Devnunux
Devnunux

Reputation: 21

Attempting to create an asynchronous tcp server

I'm attempting to learn how to create asynchronous tcp server in C#, and i've got a small problem with my code.

I tried to modify this code

and that's what i did :

public class ClientContext 
{
    public TcpClient client { get; set; }
    public NetworkStream stream { get; set; }
    public byte[] buffer { get; set; }
    public string message { get; set; }
    // public MemoryStream message = new MemoryStream ();

    public ClientContext () 
    {
        buffer = new byte[14];
        message = "";
    }
}

public class TCPServer
{

    public TCPServer ()
    {
        // Setup the server side
        TcpListener listener = new TcpListener (new IPEndPoint (IPAddress.Parse("127.0.0.1"), 14000));
        listener.Start ();
        // Server side ok, wait for client to connect
        listener.BeginAcceptTcpClient (OnClientAccepted, listener);

        Console.WriteLine ("Press enter to exit...");
        Console.ReadLine ();
        listener.Stop ();
    }

    private void OnClientAccepted (IAsyncResult ar)
    {
        // A client connected
        TcpListener listener = (TcpListener)ar.AsyncState;

        if (listener == null)
            return;

        try {
            // Create a new client context to store connection infos about dat client
            ClientContext context = new ClientContext ();
            context.client = listener.EndAcceptTcpClient (ar);
            context.stream = context.client.GetStream ();
            // The client is now ready, read what it has to say
            context.stream.BeginRead (context.buffer, 0, context.buffer.Length, OnClientRead, context);
        } finally {
            listener.BeginAcceptTcpClient (OnClientAccepted, listener);
        }
    }

    private void OnClientRead (IAsyncResult ar)
    {
        // The client wants to say something
        ClientContext context = (ClientContext)ar.AsyncState;
        context.message = "";

        if (context == null)
            return;

        try {
            // Read what it says
            if(context.stream.CanRead) {

                do {

                    context.stream.Read (context.buffer, 0, context.buffer.Length);
                    context.message += Encoding.ASCII.GetString (context.buffer);
                    //length -= context.message.Length;

                } while (context.stream.DataAvailable); //  && length < readBuffer.Length

                OnMessageReceived(context);
            }   

        } catch (Exception) {
            context.client.Close ();
            context.stream.Close ();
            context = null;
        } finally {
            // If we are still connected to the client, read what it has to say...
            if (context != null)
                context.stream.BeginRead (context.buffer, 0, context.buffer.Length, OnClientRead, context);
        }

    }

    private void OnMessageReceived (ClientContext context)
    {
        // Display what the client said
        Console.WriteLine ("Message reçue : " + context.message);
    }
}

The problem is : i've got a client that sends 50 "hello world !!" message to the server, and the server only print 25 / 26 "hello world !!" in the console. I've look at the socket using SocketSniff and i saw that the server socket received 50 "hello world !!", so i must have failed something with my code, but what ?

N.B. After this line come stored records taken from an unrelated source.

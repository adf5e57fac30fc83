//! Scope dumpers: variable completion for one lexical scope.

use std::collections::BTreeSet;

use crate::dumper::{Cursor, Dumper, Edge, CLOSURE_COST};
use crate::error::{DumpError, Result};
use crate::heap::{ScopeId, ScopeKind, Value};
use crate::selector::Part;
use crate::sub_dumper::{
    BindingTable, Components, Do, ObjectDumperId, ScopeDumperId, SubDumper, SubDumperId,
};

#[derive(Debug, Clone)]
pub struct ScopeDumper {
    pub(crate) scope: ScopeId,
    pub(crate) bindings: BindingTable,
    pub(crate) parent: Option<ScopeDumperId>,
    pub(crate) inner_scopes: BTreeSet<ScopeDumperId>,
    pub(crate) inner_functions: BTreeSet<ObjectDumperId>,
    /// The reified `arguments` of the call this scope belongs to.
    pub(crate) arguments: Option<ObjectDumperId>,
}

impl ScopeDumper {
    pub(crate) fn new(scope: ScopeId, parent: Option<ScopeDumperId>) -> Self {
        ScopeDumper {
            scope,
            bindings: BindingTable::new(),
            parent,
            inner_scopes: BTreeSet::new(),
            inner_functions: BTreeSet::new(),
            arguments: None,
        }
    }

    pub fn scope(&self) -> ScopeId {
        self.scope
    }

    pub fn inner_scopes(&self) -> &BTreeSet<ScopeDumperId> {
        &self.inner_scopes
    }

    pub fn inner_functions(&self) -> &BTreeSet<ObjectDumperId> {
        &self.inner_functions
    }
}

impl SubDumper for ScopeDumper {
    fn bindings(&self) -> &BindingTable {
        &self.bindings
    }

    fn bindings_mut(&mut self) -> &mut BindingTable {
        &mut self.bindings
    }

    fn describe(&self, part: &Part) -> String {
        if self.parent.is_none() {
            part.to_string()
        } else {
            format!("{} (scope #{})", part, self.scope.0)
        }
    }
}

impl<'h> Dumper<'h> {
    /// Interns the dumper for `scope`, and for every scope enclosing it.
    pub(crate) fn scope_dumper(&mut self, scope: ScopeId) -> ScopeDumperId {
        if let Some(&sd) = self.scope_index.get(&scope) {
            return sd;
        }
        let parent = self.heap.scope_parent(scope).map(|p| self.scope_dumper(p));
        let sd = ScopeDumperId(self.scopes.len() as u32);
        self.scopes.push(ScopeDumper::new(scope, parent));
        self.scope_index.insert(scope, sd);
        sd
    }

    /// True if `name` in `sd` can be named from the cursor: the scope is
    /// the cursor scope or encloses it, and no scope in between declares
    /// the same name.
    pub(crate) fn scope_reachable(&self, cursor: &Cursor, sd: ScopeDumperId, name: &str) -> bool {
        let target = self.scope(sd).scope;
        let mut current = Some(cursor.scope);
        while let Some(scope) = current {
            if scope == target {
                return true;
            }
            if self.heap.scope_value(scope, name).is_some() {
                return false;
            }
            current = self.heap.scope_parent(scope);
        }
        false
    }

    pub(crate) fn dump_scope_binding(
        &mut self,
        cursor: &Cursor,
        sd: ScopeDumperId,
        name: &str,
        todo: Do,
    ) -> Result<Do> {
        let part = Part::name(name);
        let current = self.scope(sd).get_done(&part);
        if current >= todo || self.scope(sd).is_skipped(&part) {
            return Ok(current);
        }
        let scope = self.scope(sd).scope;
        let value = self
            .heap
            .scope_value(scope, name)
            .ok_or_else(|| DumpError::NoSuchBinding {
                selector: self.scope(sd).describe(&part),
            })?;
        let via = Components::scope(sd, name);
        let mut unexpressible = false;

        if current < Do::Decl {
            if scope != cursor.scope {
                self.warn(cursor, &format!("cannot declare {} from another scope", name))?;
                return Ok(current);
            }
            let expr = match value {
                Value::Undefined => None,
                _ if todo >= Do::Set => {
                    let expr = self.expr_for(cursor, &value)?;
                    unexpressible = expr.is_none();
                    expr
                }
                _ => None,
            };
            match expr {
                Some(expr) => {
                    self.write(cursor, &format!("var {} = {};", name, expr))?;
                    self.note_reference(&value, &via);
                    self.scope_mut(sd).set_done(&part, Do::DONE)?;
                }
                None => {
                    self.write(cursor, &format!("var {};", name))?;
                    let level = if value == Value::Undefined {
                        Do::DONE
                    } else {
                        Do::Decl
                    };
                    self.scope_mut(sd).set_done(&part, level)?;
                }
            }
        }

        // Already warned about; trying again would only repeat the warning.
        if unexpressible {
            return Ok(self.scope(sd).get_done(&part));
        }

        if todo >= Do::Set && self.scope(sd).get_done(&part) < Do::Set {
            if !self.reachable(cursor, &via) {
                self.warn(cursor, &format!("variable {} is not reachable here", name))?;
                return Ok(self.scope(sd).get_done(&part));
            }
            if let Some(expr) = self.expr_for(cursor, &value)? {
                self.write(cursor, &format!("{} = {};", name, expr))?;
                self.note_reference(&value, &via);
                self.scope_mut(sd).set_done(&part, Do::DONE)?;
            }
        }

        Ok(self.scope(sd).get_done(&part))
    }

    /// Dumps every variable of `sd` that is not yet complete, descending
    /// into object values.
    pub(crate) fn dump_scope(&mut self, cursor: &Cursor, sd: ScopeDumperId) -> Result<()> {
        let scope = self.scope(sd).scope;
        for name in self.heap.scope_names(scope) {
            let part = Part::name(name.as_str());
            if self.options.skip_bindings.contains(&part) {
                continue;
            }
            if self.scope(sd).get_done(&part) >= Do::Recurse {
                continue;
            }
            self.descend(cursor, &Components::scope(sd, &name), Do::Recurse)?;
        }
        Ok(())
    }

    /// Records that `od` is the arguments object of the call scope `sd`.
    pub(crate) fn associate_arguments(
        &mut self,
        od: ObjectDumperId,
        sd: ScopeDumperId,
    ) -> Result<()> {
        let rebound = |dumper: &Self, existing: ScopeDumperId| DumpError::ArgumentsRebound {
            arguments: dumper.object(od).obj.0,
            existing: dumper.scope(existing).scope.0,
            scope: dumper.scope(sd).scope.0,
        };
        if let Some(&existing) = self.arguments.get(&od) {
            if existing != sd {
                return Err(rebound(self, existing));
            }
            return Ok(());
        }
        if let Some(other) = self.scope(sd).arguments {
            if other != od {
                return Err(rebound(self, sd));
            }
        }
        self.arguments.insert(od, sd);
        self.scope_mut(sd).arguments = Some(od);
        Ok(())
    }

    pub(crate) fn survey_scope(&mut self, sd: ScopeDumperId) -> Result<Vec<Edge>> {
        let scope = self.scope(sd).scope;
        let mut edges = Vec::new();

        if let Some(parent) = self.scope(sd).parent {
            self.scope_mut(parent).inner_scopes.insert(sd);
            edges.push(Edge {
                to: SubDumperId::Scope(parent),
                via: None,
                cost: CLOSURE_COST,
            });
        }

        for name in self.heap.scope_names(scope) {
            if let Some(Value::Object(obj)) = self.heap.scope_value(scope, &name) {
                let od = self.object_dumper(obj);
                edges.push(Edge {
                    to: SubDumperId::Object(od),
                    cost: Part::name(name.as_str()).badness(),
                    via: Some(Components::scope(sd, &name)),
                });
            }
        }

        if let ScopeKind::Call {
            arguments: Some(args),
        } = self.heap.scope_kind(scope)
        {
            let od = self.object_dumper(args);
            self.associate_arguments(od, sd)?;
            edges.push(Edge {
                to: SubDumperId::Object(od),
                via: None,
                cost: CLOSURE_COST,
            });
        }

        Ok(edges)
    }
}
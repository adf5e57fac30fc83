//! Object dumpers: slot and property completion, writability, and the
//! recursive dump with cycle detection.
//!
//! An object dumper tracks what the replayed heap is *believed* to contain
//! for one object: its prototype and owner, the attributes of every own
//! property written so far, and its extensibility. Every statement the
//! dumper emits updates that belief, so writability decisions are made
//! against the partially reconstructed heap rather than the final one.
//!
//! ## Recursive dump
//!
//! `dump_object` walks the object graph with an explicit frame stack.
//! A child that is still on the stack is a cycle: instead of failing, the
//! binding that reached it waits in a [`Pending`] group along with the
//! objects whose completion depends on the on-stack child. Groups merge as
//! frames unwind; when the last dependency unwinds, every member becomes
//! recursively done and every waiting binding reaches `RECURSE` at once.
//! A group that cannot close leaves its members capped at DONE for the rest
//! of the traversal.

use std::collections::{BTreeSet, HashMap, HashSet};

use crate::dumper::{Cursor, Dumper, Edge, CLOSURE_COST};
use crate::error::{DumpError, Result};
use crate::heap::{Attributes, FunctionKind, ObjectClass, ObjectId, Value};
use crate::literal;
use crate::selector::{Part, Selector};
use crate::sub_dumper::{
    BindingTable, Components, Do, Done, ObjectDumperId, SubDumper, SubDumperId,
};

#[derive(Debug, Clone)]
pub struct ObjectDumper {
    pub(crate) obj: ObjectId,
    pub(crate) bindings: BindingTable,
    /// Believed attributes of the own properties written so far.
    pub(crate) attributes: HashMap<String, Attributes>,
    /// Believed prototype; `None` until the object has been created.
    pub(crate) proto: Option<Option<ObjectId>>,
    pub(crate) owner: Option<ObjectId>,
    pub(crate) extensible: bool,
    /// Binding through which the object was first made addressable.
    pub(crate) reference: Option<Components>,
    /// Least-badness binding found by the survey.
    pub(crate) preferred_ref: Option<Components>,
    pub(crate) prune_rest: bool,
    /// Construction artifacts to delete before anything else.
    pub(crate) deletions: Vec<String>,
    pub(crate) done: Done,
    /// Every binding emitted so far whose value is this object.
    pub(crate) referrers: Vec<Components>,
}

impl ObjectDumper {
    pub(crate) fn new(obj: ObjectId) -> Self {
        ObjectDumper {
            obj,
            bindings: BindingTable::new(),
            attributes: HashMap::new(),
            proto: None,
            owner: None,
            extensible: true,
            reference: None,
            preferred_ref: None,
            prune_rest: false,
            deletions: Vec::new(),
            done: Done::No,
            referrers: Vec::new(),
        }
    }

    pub fn object(&self) -> ObjectId {
        self.obj
    }

    pub fn is_created(&self) -> bool {
        self.proto.is_some()
    }

    pub fn believed_prototype(&self) -> Option<ObjectId> {
        self.proto.flatten()
    }

    pub fn done(&self) -> Done {
        self.done
    }

    pub fn preferred_ref(&self) -> Option<&Components> {
        self.preferred_ref.as_ref()
    }
}

impl SubDumper for ObjectDumper {
    fn bindings(&self) -> &BindingTable {
        &self.bindings
    }

    fn bindings_mut(&mut self) -> &mut BindingTable {
        &mut self.bindings
    }

    fn describe(&self, part: &Part) -> String {
        match part {
            Part::Name(key) if literal::is_identifier_name(key) => {
                format!("object#{}.{}", self.obj.0, key)
            }
            Part::Name(key) => format!("object#{}[{}]", self.obj.0, literal::quote(key)),
            special => format!("object#{}{}", self.obj.0, special),
        }
    }
}

/// `Object.defineProperty` call moving a property from `from` to `to`
/// attributes, optionally also storing a value.
fn define_property(
    target: &Selector,
    key: &str,
    from: Attributes,
    to: Attributes,
    value: Option<&str>,
) -> String {
    let mut fields = Vec::new();
    if from.writable != to.writable {
        fields.push(format!("writable: {}", to.writable));
    }
    if from.enumerable != to.enumerable {
        fields.push(format!("enumerable: {}", to.enumerable));
    }
    if from.configurable != to.configurable {
        fields.push(format!("configurable: {}", to.configurable));
    }
    if let Some(value) = value {
        fields.push(format!("value: {}", value));
    }
    format!(
        "Object.defineProperty({}, {}, {{{}}});",
        target.to_expr(),
        literal::quote(key),
        fields.join(", ")
    )
}

/// Only `writable` may change on a non-configurable property, and only
/// from true to false.
fn reachable_without_configurable(from: Attributes, to: Attributes) -> bool {
    from.enumerable == to.enumerable
        && from.configurable == to.configurable
        && (from.writable == to.writable || from.writable)
}

// ═══════════════════════════════════════════════════════════════════════════════
// TRAVERSAL STATE
// ═══════════════════════════════════════════════════════════════════════════════

/// Objects and bindings whose completion waits on objects still on the
/// traversal stack.
#[derive(Debug, Default)]
struct Pending {
    members: Vec<ObjectDumperId>,
    waiting: Vec<Components>,
    deps: BTreeSet<ObjectDumperId>,
}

Do you guys have any idea ?

Upvotes: 2

Views: 462

Answers (1)

Remus Rusanu
Remus Rusanu

Reputation: 294427

context.stream.Read (context.buffer, 0, context.buffer.Length);
context.message += Encoding.ASCII.GetString (context.buffer);

Here you're not checking the return from Stream.Read. Read could had put a single byte in the buffer, but you're then decoding the entire buffer, which contains left-over bytes from previous Read calls. This must be:

int bytesRead = context.stream.Read (context.buffer, 0, context.buffer.Length);
context.message += Encoding.ASCII.GetString (context.buffer, 0, bytesRead);

But the problem you're having is different. You are doing a dangerous mix of sync and async with ... volatile results. You should not issue sync Read inside the BeginRead callback! Instead you must call EndRead:

int bytesRead = context.stream.EndRead(ar);
context.message += Encoding.ASCII.GetString (context.buffer, 0, bytesRead);
OnMessageReceived(context);
context.stream.BeginRead (context.buffer, 0, context.buffer.Length, OnClientRead, context);

There is no need to check DataAvailable nor CanRead.